Bringing Home New Goats



Today we delivered a couple of our goats to a new home, along with two other goats we agreed to transport from a friend’s farm. While this trip is still fresh in my mind, it’s a good time to mention some tips for you when you re-home goats to a new farm.

1. Make sure expectations are clear and reasonable before goats are received

Every buyer has different goals when they purchase goats for the first time. If you are a new goat buyer, make certain you understand the responsibilities that come with raising goats. Taking proper care of goats is a lot more involved that having to maintain most house pets like cats and dogs. Study as much as you can before finally deciding to buy goats for the first time. And be prepared to make a long term commitment before you take the first step.

2. Get the new home prepared before the goats arrive

Prior to the day your new goats arrive, you will need to make sure you have acceptable food, water and shelter ready to go beforehand. People often think that goats can eat anything. But some breeds, such as Nigerian Dwarf goats, can be somewhat selective in what they will eat, and can easily get sick if they eat the wrong things. Talk to the person you are buying the goats from and find out what your new goats are accustomed to eating. Study up on they typical diet. Make sure you have a good supply of fresh water that will be readily available to your new goats on a daily basis. Also, goats hate to get wet, so make sure they have a shelter available where they can at least get out of the rain and stay dry. And keep in mind that goats are herd animals, and don’t like to be alone. Don’t just buy one goat. You will want to be sure to have two or more.

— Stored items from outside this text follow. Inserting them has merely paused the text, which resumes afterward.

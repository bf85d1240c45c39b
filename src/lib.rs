//! HalfKP NNUE evaluation of chess positions.
//!
//! Load a Stockfish 12 style `.nnue` network once, then score positions given
//! as FEN:
//!
//! ```no_run
//! use nnue_probe::Evaluator;
//!
//! let evaluator = Evaluator::load("nn-04cf2b4ed1da.nnue")?;
//! let score = evaluator.evaluate("rnbqkbnr/pppppppp/8/8/8/8/PPPPPPPP/RNBQKBNR w KQkq - 0 1")?;
//! println!("{score}");
//! # Ok::<(), nnue_probe::Error>(())
//! ```
//!
//! [`probe`] wraps a single process-wide evaluator behind `init`/`evaluate`.

pub mod board;
pub mod error;
pub mod evaluator;
pub mod nnue;
pub mod probe;

pub use board::{Board, Color, FenError, Piece, Square};
pub use error::{Error, Result};
pub use evaluator::Evaluator;
pub use nnue::{Accumulator, Architecture, NetworkError, NetworkWeights};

3. Be flexible and keep an open mind when the goats arrive

Try not to have any certain expectations in mind when you receive your new goats. For example, you may want them to hang out in a certain part of the area you have prepared for them, but they may decide they like a different area instead. Or you may plan to feed them a certain type of food, but they decide they prefer something different. No matter what, it’s best to wait and see how things flow naturally with your new goats, and just adjust as you go along.

4. Be patient and allow plenty of time for the goats to adjust

Your new goats will probably be little nervous and jumpy when they first arrive. Remember, they have just been taken away from their home and herd that they have been accustomed to, which would be challenging for anyone. However, goats are pretty adaptable and as long as they have good food, water, shelter and other goats, they will adjust to their new home quickly and settle down in no time at all. In the meantime, until they adjust and calm down, just be patient and understanding.

5. Establish a regular schedule of care and maintenance for you new goats

Remember that your new goats need a regular schedule of proper feeding, hydration, protection from the elements and socialization with fellow goats to stay healthy and happy. You will need to make their care a regular part of your daily routine to be successful raising goats. And be sure to keep a close eye on them. If anything ever seems to be out of the norm, it could be a sign of illness and you will want the help of a qualified veterinarian to treat them.

6. Relax and have fun

Involve the whole family and your friends in the life of your new goats. Goats are funny, entertaining creatures. They may seem to require a lot of work. But if you take care of them properly, the rewards are more than worth it.